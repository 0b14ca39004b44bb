//! Structural tests for architectural boundary enforcement.
//!
//! These tests scan source files to verify that the layer boundaries
//! (domain → application → infra/output → commands) are maintained.

use std::path::{Path, PathBuf};

/// Collect all `.rs` files under a directory recursively.
fn collect_rs_files(dir: &Path) -> Vec<PathBuf> {
    let mut files = Vec::new();
    if let Ok(entries) = std::fs::read_dir(dir) {
        for entry in entries.flatten() {
            let path = entry.path();
            if path.is_dir() {
                files.extend(collect_rs_files(&path));
            } else if path.extension().and_then(|e| e.to_str()) == Some("rs") {
                files.push(path);
            }
        }
    }
    files
}

/// Read a file and strip comment lines to avoid false positives.
fn read_non_comment_lines(path: &Path) -> Vec<String> {
    let Ok(content) = std::fs::read_to_string(path) else {
        return Vec::new();
    };
    content
        .lines()
        .filter(|l| {
            let trimmed = l.trim();
            !trimmed.starts_with("//") && !trimmed.starts_with("/*") && !trimmed.starts_with('*')
        })
        .map(String::from)
        .collect()
}

/// Track brace depth and return whether a line is inside a `#[cfg(test)]` block.
struct CfgTestTracker {
    in_test_block: bool,
    brace_depth: i32,
    test_block_start_depth: i32,
}

impl CfgTestTracker {
    fn new() -> Self {
        Self {
            in_test_block: false,
            brace_depth: 0,
            test_block_start_depth: 0,
        }
    }

    /// Process a line and return `true` if it's inside a `#[cfg(test)]` block.
    fn process_line(&mut self, line: &str) -> bool {
        let trimmed = line.trim();
        if trimmed.contains("#[cfg(test)]") {
            self.in_test_block = true;
            self.test_block_start_depth = self.brace_depth;
        }
        for ch in line.chars() {
            match ch {
                '{' => self.brace_depth += 1,
                '}' => {
                    self.brace_depth -= 1;
                    if self.in_test_block && self.brace_depth <= self.test_block_start_depth {
                        self.in_test_block = false;
                    }
                }
                _ => {}
            }
        }
        self.in_test_block
    }
}

fn src_dir() -> PathBuf {
    Path::new(env!("CARGO_MANIFEST_DIR")).join("src")
}

fn relative(file: &Path) -> String {
    file.strip_prefix(env!("CARGO_MANIFEST_DIR"))
        .unwrap_or(file)
        .display()
        .to_string()
        .replace('\\', "/")
}

/// Report every non-comment line in `dir` that contains a forbidden needle.
fn scan_for(dir: &Path, forbidden: &[&str], skip: impl Fn(&str) -> bool) -> Vec<String> {
    let mut violations = Vec::new();
    for file in collect_rs_files(dir) {
        let rel = relative(&file);
        if skip(&rel) {
            continue;
        }
        for (i, line) in read_non_comment_lines(&file).iter().enumerate() {
            for needle in forbidden {
                if line.contains(needle) {
                    violations.push(format!("{rel}:{}: `{needle}`: {line}", i + 1));
                }
            }
        }
    }
    violations
}

// ── Domain purity ─────────────────────────────────────────────────────────────

#[test]
fn domain_has_no_io_or_outer_layer_imports() {
    let violations = scan_for(
        &src_dir().join("domain"),
        &[
            "crate::infra",
            "crate::application",
            "crate::commands",
            "crate::output",
            "tokio::",
            "std::fs",
            "std::process",
            "std::net",
        ],
        |_| false,
    );
    assert!(
        violations.is_empty(),
        "Found I/O or outer-layer imports in domain/:\n{}",
        violations.join("\n")
    );
}

// ── Services depend on ports only ─────────────────────────────────────────────

#[test]
fn services_do_not_reach_into_adapters() {
    let violations = scan_for(
        &src_dir().join("application"),
        &["crate::infra", "crate::commands", "crate::output", "crate::app::"],
        |_| false,
    );
    assert!(
        violations.is_empty(),
        "Found adapter imports in application/ — depend on ports instead:\n{}",
        violations.join("\n")
    );
}

#[test]
fn no_concrete_adapters_in_service_signatures() {
    let concrete = ["AwsCli<", "TokioCommandRunner", "ZipArchiveBuilder", "YamlConfigStore"];
    let mut violations = Vec::new();
    for file in collect_rs_files(&src_dir().join("application").join("services")) {
        let rel = relative(&file);
        for (i, line) in read_non_comment_lines(&file).iter().enumerate() {
            if !line.contains("fn ") {
                continue;
            }
            for ty in concrete {
                if line.contains(ty) {
                    violations.push(format!("{rel}:{}: concrete `{ty}`: {line}", i + 1));
                }
            }
        }
    }
    assert!(
        violations.is_empty(),
        "Found concrete adapter types in service signatures — use trait bounds instead:\n{}",
        violations.join("\n")
    );
}

// ── Process spawning stays in infra ───────────────────────────────────────────

#[test]
fn processes_are_only_spawned_from_infra() {
    let violations = scan_for(
        &src_dir(),
        &["TokioCommandRunner::new", "tokio::process::Command", "std::process::Command"],
        |rel| rel.contains("/infra/"),
    );
    assert!(
        violations.is_empty(),
        "Found process spawning outside infra/:\n{}",
        violations.join("\n")
    );
}

// ── Commands render through the Renderer ──────────────────────────────────────

#[test]
fn no_inline_json_branching_in_commands() {
    let violations = scan_for(
        &src_dir().join("commands"),
        &["json: bool", "if json", "if !json", "is_json()", "serde_json::"],
        |_| false,
    );
    assert!(
        violations.is_empty(),
        "Found inline JSON handling in commands/ — use app.renderer() instead:\n{}",
        violations.join("\n")
    );
}

// ── No panicking shortcuts in production code ─────────────────────────────────

#[test]
fn no_unwrap_or_expect_outside_tests() {
    let mut violations = Vec::new();
    for file in collect_rs_files(&src_dir()) {
        let rel = relative(&file);
        if rel.ends_with("test_support.rs") || rel.ends_with("output/tests.rs") {
            continue;
        }
        let Ok(content) = std::fs::read_to_string(&file) else {
            continue;
        };
        let mut tracker = CfgTestTracker::new();
        for (i, line) in content.lines().enumerate() {
            let in_test = tracker.process_line(line);
            let trimmed = line.trim();
            if in_test || trimmed.starts_with("//") {
                continue;
            }
            if line.contains(".unwrap()") || line.contains(".expect(") {
                violations.push(format!("{rel}:{}: {trimmed}", i + 1));
            }
        }
    }
    assert!(
        violations.is_empty(),
        "Found unwrap()/expect() in non-test code — propagate with `?` instead:\n{}",
        violations.join("\n")
    );
}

------------------------

Write the listing out again, matching every line exactly.

**Final answer**.
repository 0b14ca39004b44bb
//! Structural tests for architectural boundary enforcement.
//!
//! These tests scan source files to verify that the layer boundaries
//! (domain → application → infra/output → commands) are maintained.

use std::path::{Path, PathBuf};

/// Collect all `.rs` files under a directory recursively.
fn collect_rs_files(dir: &Path) -> Vec<PathBuf> {
    let mut files = Vec::new();
    if let Ok(entries) = std::fs::read_dir(dir) {
        for entry in entries.flatten() {
            let path = entry.path();
            if path.is_dir() {
                files.extend(collect_rs_files(&path));
            } else if path.extension().and_then(|e| e.to_str()) == Some("rs") {
                files.push(path);
            }
        }
    }
    files
}

/// Read a file and strip comment lines to avoid false positives.
fn read_non_comment_lines(path: &Path) -> Vec<String> {
    let Ok(content) = std::fs::read_to_string(path) else {
        return Vec::new();
    };
    content
        .lines()
        .filter(|l| {
            let trimmed = l.trim();
            !trimmed.starts_with("//") && !trimmed.starts_with("/*") && !trimmed.starts_with('*')
        })
        .map(String::from)
        .collect()
}

/// Track brace depth and return whether a line is inside a `#[cfg(test)]` block.
struct CfgTestTracker {
    in_test_block: bool,
    brace_depth: i32,
    test_block_start_depth: i32,
}

impl CfgTestTracker {
    fn new() -> Self {
        Self {
            in_test_block: false,
            brace_depth: 0,
            test_block_start_depth: 0,
        }
    }

    /// Process a line and return `true` if it's inside a `#[cfg(test)]` block.
    fn process_line(&mut self, line: &str) -> bool {
        let trimmed = line.trim();
        if trimmed.contains("#[cfg(test)]") {
            self.in_test_block = true;
            self.test_block_start_depth = self.brace_depth;
        }
        for ch in line.chars() {
            match ch {
                '{' => self.brace_depth += 1,
                '}' => {
                    self.brace_depth -= 1;
                    if self.in_test_block && self.brace_depth <= self.test_block_start_depth {
                        self.in_test_block = false;
                    }
                }
                _ => {}
            }
        }
        self.in_test_block
    }
}

fn src_dir() -> PathBuf {
    Path::new(env!("CARGO_MANIFEST_DIR")).join("src")
}

fn relative(file: &Path) -> String {
    file.strip_prefix(env!("CARGO_MANIFEST_DIR"))
        .unwrap_or(file)
        .display()
        .to_string()
        .replace('\\', "/")
}

/// Report every non-comment line in `dir` that contains a forbidden needle.
fn scan_for(dir: &Path, forbidden: &[&str], skip: impl Fn(&str) -> bool) -> Vec<String> {
    let mut violations = Vec::new();
    for file in collect_rs_files(dir) {
        let rel = relative(&file);
        if skip(&rel) {
            continue;
        }
        for (i, line) in read_non_comment_lines(&file).iter().enumerate() {
            for needle in forbidden {
                if line.contains(needle) {
                    violations.push(format!("{rel}:{}: `{needle}`: {line}", i + 1));
                }
            }
        }
    }
    violations
}

// ── Domain purity ─────────────────────────────────────────────────────────────

#[test]
fn domain_has_no_io_or_outer_layer_imports() {
    let violations = scan_for(
        &src_dir().join("domain"),
        &[
            "crate::infra",
            "crate::application",
            "crate::commands",
            "crate::output",
            "tokio::",
            "std::fs",
            "std::process",
            "std::net",
        ],
        |_| false,
    );
    assert!(
        violations.is_empty(),
        "Found I/O or outer-layer imports in domain/:\n{}",
        violations.join("\n")
    );
}

// ── Services depend on ports only ─────────────────────────────────────────────

#[test]
fn services_do_not_reach_into_adapters() {
    let violations = scan_for(
        &src_dir().join("application"),
        &["crate::infra", "crate::commands", "crate::output", "crate::app::"],
        |_| false,
    );
    assert!(
        violations.is_empty(),
        "Found adapter imports in application/ — depend on ports instead:\n{}",
        violations.join("\n")
    );
}

#[test]
fn no_concrete_adapters_in_service_signatures() {
    let concrete = ["AwsCli<", "TokioCommandRunner", "ZipArchiveBuilder", "YamlConfigStore"];
    let mut violations = Vec::new();
    for file in collect_rs_files(&src_dir().join("application").join("services")) {
        let rel = relative(&file);
        for (i, line) in read_non_comment_lines(&file).iter().enumerate() {
            if !line.contains("fn ") {
                continue;
            }
            for ty in concrete {
                if line.contains(ty) {
                    violations.push(format!("{rel}:{}: concrete `{ty}`: {line}", i + 1));
                }
            }
        }
    }
    assert!(
        violations.is_empty(),
        "Found concrete adapter types in service signatures — use trait bounds instead:\n{}",
        violations.join("\n")
    );
}

// ── Process spawning stays in infra ───────────────────────────────────────────

#[test]
fn processes_are_only_spawned_from_infra() {
    let violations = scan_for(
        &src_dir(),
        &["TokioCommandRunner::new", "tokio::process::Command", "std::process::Command"],
        |rel| rel.contains("/infra/"),
    );
    assert!(
        violations.is_empty(),
        "Found process spawning outside infra/:\n{}",
        violations.join("\n")
    );
}

// ── Commands render through the Renderer ──────────────────────────────────────

#[test]
fn no_inline_json_branching_in_commands() {
    let violations = scan_for(
        &src_dir().join("commands"),
        &["json: bool", "if json", "if !json", "is_json()", "serde_json::"],
        |_| false,
    );
    assert!(
        violations.is_empty(),
        "Found inline JSON handling in commands/ — use app.renderer() instead:\n{}",
        violations.join("\n")
    );
}

// ── No panicking shortcuts in production code ─────────────────────────────────

#[test]
fn no_unwrap_or_expect_outside_tests() {
    let mut violations = Vec::new();
    for file in collect_rs_files(&src_dir()) {
        let rel = relative(&file);
        if rel.ends_with("test_support.rs") || rel.ends_with("output/tests.rs") {
            continue;
        }
        let Ok(content) = std::fs::read_to_string(&file) else {
            continue;
        };
        let mut tracker = CfgTestTracker::new();
        for (i, line) in content.lines().enumerate() {
            let in_test = tracker.process_line(line);
            let trimmed = line.trim();
            if in_test || trimmed.starts_with("//") {
                continue;
            }
            if line.contains(".unwrap()") || line.contains(".expect(") {
                violations.push(format!("{rel}:{}: {trimmed}", i + 1));
            }
        }
    }
    assert!(
        violations.is_empty(),
        "Found unwrap()/expect() in non-test code — propagate with `?` instead:\n{}",
        violations.join("\n")
    );
}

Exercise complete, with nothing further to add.